Another significance of this case report is that the present case had difficulty with direct laryngoscopy, probably due to a bone deformity of the upper cervical vertebra, despite normal neck extension. Visualization of the glottis during direct laryngoscopy requires alignment of the operator’s gaze with the glottic axis, which has been shown to be approached by extension of the occipito-atlantal joint in awake healthy volunteers [6]. A study using lateral fluoroscopy to record the movement of the occiput to the cervical spine in patients under general anesthesia also reported that most of the cervical motion during direct laryngoscopy occurs at the occipito-atlantal and atlanto-axial joints [7]. RA is associated with cervical spine involvement in up to 80% of patients, with the upper cervical spine being particularly susceptible [8]. Many anesthesiologists are aware of the possibility of airway compromise due to limited mobility of the cervical spine in patients with RA. However, joint damage is commonly associated with instability, such as subluxation and neurological symptoms. Therefore, the asymptomatic course of this patient may have led to an underestimation of cervical spine deformity. Takenaka et al. reported the limitations of the physical cervical extension test, such as the Bellhouse test, for limited upper cervical spine mobility, and proposed the usefulness of the ratio of hyomental distance in head extension and neutral position (hyomental distance ratio; HMDR) as an airway assessment in RA patients [9]. Although HMDR may be a good predictor of decreased cervical extension capacity, accurate measurement may be difficult to attain. In this case, neck rotation was limited despite preserved cervical retroflexion. The range of motion of neck rotation in adults without cervical spine involvement is approximately 70° to one side [10, 11], so this case is clearly small. Considering that at least 60% of neck rotation is produced by the upper cervical spine [11], a range of motion of 18° in this case may raise suspicion of limited upper cervical motion. Although there is no evidence to support neck rotation as a screening for limited upper cervical motion, it may be useful as a reference to prompt further evaluation by radiography or CT.

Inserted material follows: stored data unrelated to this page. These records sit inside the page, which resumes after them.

use thiserror::Error;

mod app_config;
mod config;
pub mod policy;
mod post;
pub mod score;

pub use app_config::{AppConfig, Environment};
pub use config::{load_app_config, load_app_config_from_env};
pub use post::{Author, Engagement, MediaKind, Platform, Post, PostIdentity, Sentiment};

/// Errors raised while loading application configuration.
#[derive(Debug, Error)]
pub enum ConfigError {
    #[error("missing required environment variable: {0}")]
    MissingEnvVar(String),

    #[error("invalid value for environment variable {var}: {reason}")]
    InvalidEnvVar { var: String, reason: String },
}
//! Reddit listing fetcher (client-credentials OAuth, cursor pagination).
//!
//! The bursty-paginated source: generous per-minute ceilings, large pages,
//! `after` cursors. Every page request first clears the budget tracker; 429
//! and transient failures retry the *same* page with capped back-off before
//! the source abandons with partial results.

use std::time::Duration as StdDuration;

use chrono::{DateTime, TimeZone, Utc};
use reqwest::StatusCode;
use serde::Deserialize;

use trendscout_core::score::engagement_score;
use trendscout_core::{Author, Engagement, Platform, Post};

use crate::backoff::{paginated_retriable, retry_with_backoff};
use crate::budget::{Acquire, SharedBudget};
use crate::collect::FetchOutcome;
use crate::error::SourceError;

const REDDIT_API_BASE: &str = "https://oauth.reddit.com";
const REDDIT_TOKEN_URL: &str = "https://www.reddit.com/api/v1/access_token";

/// Largest page the listing API serves.
const PAGE_LIMIT: usize = 100;
/// Guard against cycling cursors.
const MAX_PAGES: usize = 50;
/// Longest single sleep while waiting out a saturated window; the budget is
/// re-checked after each slice so cancellation is never wedged.
const MAX_RATE_WAIT: StdDuration = StdDuration::from_secs(30);
/// Budget re-checks before the fetch abandons with partial results.
const MAX_BUDGET_WAITS: u32 = 6;

#[derive(Debug, Deserialize)]
struct TokenResponse {
    access_token: String,
}

#[derive(Debug, Deserialize)]
struct Listing {
    data: ListingData,
}

#[derive(Debug, Deserialize)]
struct ListingData {
    children: Vec<RawPost>,
    after: Option<String>,
}

#[derive(Debug, Deserialize)]
struct RawPost {
    data: RawPostData,
}

#[derive(Debug, Default, Deserialize)]
#[serde(default)]
struct RawPostData {
    id: String,
    title: String,
    selftext: String,
    author: String,
    subreddit: String,
    permalink: String,
    url: String,
    ups: i64,
    num_comments: i64,
    num_crossposts: i64,
    created_utc: f64,
    over_18: bool,
    stickied: bool,
    is_video: bool,
}

/// Connection settings for [`RedditSource`].
#[derive(Debug, Clone)]
pub struct RedditConfig {
    pub client_id: String,
    pub client_secret: String,
    pub user_agent: String,
    /// Listing to page through, e.g. `"popular"` for `/r/popular/hot`.
    pub feed: String,
    pub request_timeout_secs: u64,
    pub max_retries: u32,
    pub backoff_base_ms: u64,
}

/// The paginated listing source.
pub struct RedditSource {
    client: reqwest::Client,
    api_base: String,
    token_url: String,
    config: RedditConfig,
    budget: SharedBudget,
}

impl RedditSource {
    /// Builds the source client. The token exchange happens lazily on the
    /// first fetch so construction never touches the network.
    ///
    /// # Errors
    ///
    /// Returns [`SourceError::Http`] if the underlying `reqwest::Client`
    /// cannot be constructed.
    pub fn new(config: RedditConfig, budget: SharedBudget) -> Result<Self, SourceError> {
        let client = reqwest::Client::builder()
            .timeout(StdDuration::from_secs(config.request_timeout_secs))
            .connect_timeout(StdDuration::from_secs(10))
            .build()?;
        Ok(Self {
            client,
            api_base: REDDIT_API_BASE.to_owned(),
            token_url: REDDIT_TOKEN_URL.to_owned(),
            config,
            budget,
        })
    }

    /// Overrides the listing API base URL. Intended for tests against a mock
    /// server.
    #[must_use]
    pub fn with_api_base(mut self, base: impl Into<String>) -> Self {
        self.api_base = base.into();
        self
    }

    /// Overrides the token-exchange URL. Intended for tests against a mock
    /// server.
    #[must_use]
    pub fn with_token_url(mut self, url: impl Into<String>) -> Self {
        self.token_url = url.into();
        self
    }

    /// Fetches up to `max_posts` normalized posts from the configured feed.
    ///
    /// Pages are requested strictly in cursor order and never beyond the
    /// ceiling. The fetch ends cleanly on an absent cursor, an empty page, or
    /// the ceiling; it ends early, keeping partial results, when the budget
    /// stays saturated, the quota is exhausted, auth fails, or back-off is
    /// spent. The outcome carries whichever error ended it early.
    pub async fn fetch_posts(&self, max_posts: usize) -> FetchOutcome {
        if max_posts == 0 {
            return FetchOutcome::complete(Vec::new());
        }

        let token = match self.fetch_token().await {
            Ok(token) => token,
            Err(err) => return FetchOutcome::failed(err),
        };

        let mut posts: Vec<Post> = Vec::new();
        let mut cursor: Option<String> = None;
        let mut pages = 0usize;

        loop {
            pages += 1;
            if pages > MAX_PAGES {
                return FetchOutcome::partial(
                    posts,
                    SourceError::PaginationLimit {
                        platform: Platform::Reddit,
                        max_pages: MAX_PAGES,
                    },
                );
            }

            if let Err(err) = self.wait_for_budget().await {
                return FetchOutcome::partial(posts, err);
            }

            let listing = match self.fetch_page(&token, cursor.as_deref()).await {
                Ok(listing) => listing,
                Err(SourceError::Deserialize { context, source }) => {
                    // Malformed body: zero results for this call, not fatal.
                    tracing::warn!(
                        error = %source,
                        context,
                        "malformed Reddit listing page, stopping with partial results"
                    );
                    return FetchOutcome::complete(posts);
                }
                Err(err) => return FetchOutcome::partial(posts, err),
            };

            let item_count = listing.data.children.len();
            let discovered_at = Utc::now();
            for raw in listing.data.children {
                if let Some(post) = normalize_post(raw.data, discovered_at) {
                    posts.push(post);
                    if posts.len() >= max_posts {
                        tracing::debug!(pages, posts = posts.len(), "fetch hit the post ceiling");
                        return FetchOutcome::complete(posts);
                    }
                }
            }

            tracing::debug!(page = pages, items = item_count, "fetched Reddit listing page");

            cursor = listing.data.after;
            if item_count == 0 || cursor.is_none() {
                return FetchOutcome::complete(posts);
            }
        }
    }

    /// Clears one request with the budget tracker, sleeping out saturated
    /// windows in capped slices.
    async fn wait_for_budget(&self) -> Result<(), SourceError> {
        for _ in 0..MAX_BUDGET_WAITS {
            let decision = {
                let mut budget = self.budget.lock().await;
                let now = Utc::now();
                match budget.try_acquire(Platform::Reddit, now) {
                    Acquire::Allowed => {
                        budget.record_request(Platform::Reddit, now);
                        return Ok(());
                    }
                    denied => denied,
                }
            };

            match decision {
                Acquire::Allowed => {}
                Acquire::RateLimited { wait_until } => {
                    let wait = (wait_until - Utc::now())
                        .to_std()
                        .unwrap_or(StdDuration::ZERO)
                        .min(MAX_RATE_WAIT);
                    tracing::debug!(wait_secs = wait.as_secs(), "Reddit budget saturated");
                    tokio::time::sleep(wait).await;
                }
                Acquire::QuotaExhausted { reset_at } => {
                    return Err(SourceError::QuotaExhausted {
                        platform: Platform::Reddit,
                        reset_at,
                    });
                }
            }
        }

        Err(SourceError::RateLimited {
            platform: Platform::Reddit,
            retry_after_secs: MAX_RATE_WAIT.as_secs(),
        })
    }

    async fn fetch_token(&self) -> Result<String, SourceError> {
        let response = self
            .client
            .post(&self.token_url)
            .header("User-Agent", &self.config.user_agent)
            .basic_auth(&self.config.client_id, Some(&self.config.client_secret))
            .form(&[("grant_type", "client_credentials")])
            .send()
            .await?;

        let status = response.status();
        if !status.is_success() {
            return Err(SourceError::Auth {
                platform: Platform::Reddit,
                reason: format!("token exchange failed with status {status}"),
            });
        }

        let body = response.text().await?;
        let token: TokenResponse =
            serde_json::from_str(&body).map_err(|e| SourceError::Deserialize {
                context: "Reddit token response".to_owned(),
                source: e,
            })?;
        Ok(token.access_token)
    }

    /// Fetches one listing page, retrying the same cursor on 429/5xx/transport.
    async fn fetch_page(&self, token: &str, cursor: Option<&str>) -> Result<Listing, SourceError> {
        let url = format!("{}/r/{}/hot", self.api_base, self.config.feed);

        retry_with_backoff(
            self.config.max_retries,
            self.config.backoff_base_ms,
            paginated_retriable,
            || {
                let url = url.clone();
                async move {
                    let mut params: Vec<(&str, String)> = vec![
                        ("limit", PAGE_LIMIT.to_string()),
                        ("raw_json", "1".to_string()),
                    ];
                    if let Some(cursor) = cursor {
                        params.push(("after", cursor.to_owned()));
                    }

                    let response = self
                        .client
                        .get(&url)
                        .header("Authorization", format!("Bearer {token}"))
                        .header("User-Agent", &self.config.user_agent)
                        .query(&params)
                        .send()
                        .await?;

                    let status = response.status();
                    if status == StatusCode::UNAUTHORIZED || status == StatusCode::FORBIDDEN {
                        return Err(SourceError::Auth {
                            platform: Platform::Reddit,
                            reason: format!("listing request rejected with status {status}"),
                        });
                    }
                    if status == StatusCode::TOO_MANY_REQUESTS {
                        let retry_after_secs = response
                            .headers()
                            .get(reqwest::header::RETRY_AFTER)
                            .and_then(|v| v.to_str().ok())
                            .and_then(|s| s.parse::<u64>().ok())
                            .unwrap_or(60);
                        return Err(SourceError::RateLimited {
                            platform: Platform::Reddit,
                            retry_after_secs,
                        });
                    }
                    if !status.is_success() {
                        return Err(SourceError::UnexpectedStatus {
                            status: status.as_u16(),
                            url,
                        });
                    }

                    let body = response.text().await?;
                    serde_json::from_str::<Listing>(&body).map_err(|e| SourceError::Deserialize {
                        context: "Reddit listing page".to_owned(),
                        source: e,
                    })
                }
            },
        )
        .await
    }
}

/// Maps one raw listing item into the canonical post shape.
///
/// Drops items that can never be useful downstream: missing id,
/// provider-flagged (NSFW), and pinned/administrative (stickied) entries.
/// Missing numerics become 0; `published_at` is clamped to `discovered_at`.
fn normalize_post(raw: RawPostData, discovered_at: DateTime<Utc>) -> Option<Post> {
    if raw.id.is_empty() || raw.over_18 || raw.stickied {
        return None;
    }

    let mut content = raw.title.trim().to_owned();
    let selftext = raw.selftext.trim();
    if !selftext.is_empty() {
        content.push_str("\n\n");
        content.push_str(selftext);
    }

    #[allow(clippy::cast_possible_truncation)]
    let published_at = Utc
        .timestamp_opt(raw.created_utc as i64, 0)
        .single()
        .unwrap_or(discovered_at)
        .min(discovered_at);

    let engagement = Engagement {
        likes: u64::try_from(raw.ups.max(0)).unwrap_or(0),
        shares: u64::try_from(raw.num_crossposts.max(0)).unwrap_or(0),
        comments: u64::try_from(raw.num_comments.max(0)).unwrap_or(0),
        quotes: 0,
        views: 0,
    };
    let score = engagement_score(&engagement, published_at, discovered_at);

    let url = if raw.permalink.starts_with('/') {
        format!("https://www.reddit.com{}", raw.permalink)
    } else if raw.permalink.is_empty() {
        raw.url.clone()
    } else {
        raw.permalink.clone()
    };

    let mut media_urls = Vec::new();
    if raw.is_video || is_media_url(&raw.url) {
        media_urls.push(raw.url.clone());
    }

    Some(Post {
        platform: Platform::Reddit,
        source_post_id: raw.id,
        author: Author {
            username: raw.author.clone(),
            display_name: raw.author,
            followers: 0,
        },
        hashtags: extract_hashtags(&content),
        mentions: Vec::new(),
        community: (!raw.subreddit.is_empty()).then_some(raw.subreddit),
        content,
        url,
        media_urls,
        engagement,
        engagement_score: score,
        published_at,
        discovered_at,
        category: None,
        sentiment: None,
    })
}

fn is_media_url(url: &str) -> bool {
    const MEDIA_SUFFIXES: [&str; 6] = [".jpg", ".jpeg", ".png", ".gif", ".mp4", ".webm"];
    let lower = url.to_lowercase();
    MEDIA_SUFFIXES.iter().any(|suffix| lower.ends_with(suffix))
        || lower.contains("i.redd.it")
        || lower.contains("v.redd.it")
}

/// Pulls `#tag` tokens out of free text: lowercased, `#` stripped, order
/// preserved, duplicates removed.
fn extract_hashtags(text: &str) -> Vec<String> {
    let mut tags: Vec<String> = Vec::new();
    for token in text.split_whitespace() {
        let Some(stripped) = token.strip_prefix('#') else {
            continue;
        };
        let tag: String = stripped
            .chars()
            .take_while(|c| c.is_alphanumeric() || *c == '_')
            .collect::<String>()
            .to_lowercase();
        if !tag.is_empty() && !tags.contains(&tag) {
            tags.push(tag);
        }
    }
    tags
}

Although the patient did not appear to have impaired extension of the entire neck, radiographic examination in the retroflexed position was decisive in diagnosing limited upper cervical motion. The presence of a shortening of the occipito-atlantal or -axial distance in the retroflexed position is directly diagnostic of the extension capacity of the occipito-atlanto-axial complex. CT scans are useful for detailed evaluation of bone and joint deformities.

In conclusion, we present a case of Cormack-Lehane grade IV that was not predicted preoperatively. Anesthesiologists should be aware that RA patients may have limited upper cervical spine motion, which is essential for direct laryngoscopy, despite normal cervical retroflexion. Neck rotation may be useful as a reference to facilitate further assessment of upper cervical spine mobility.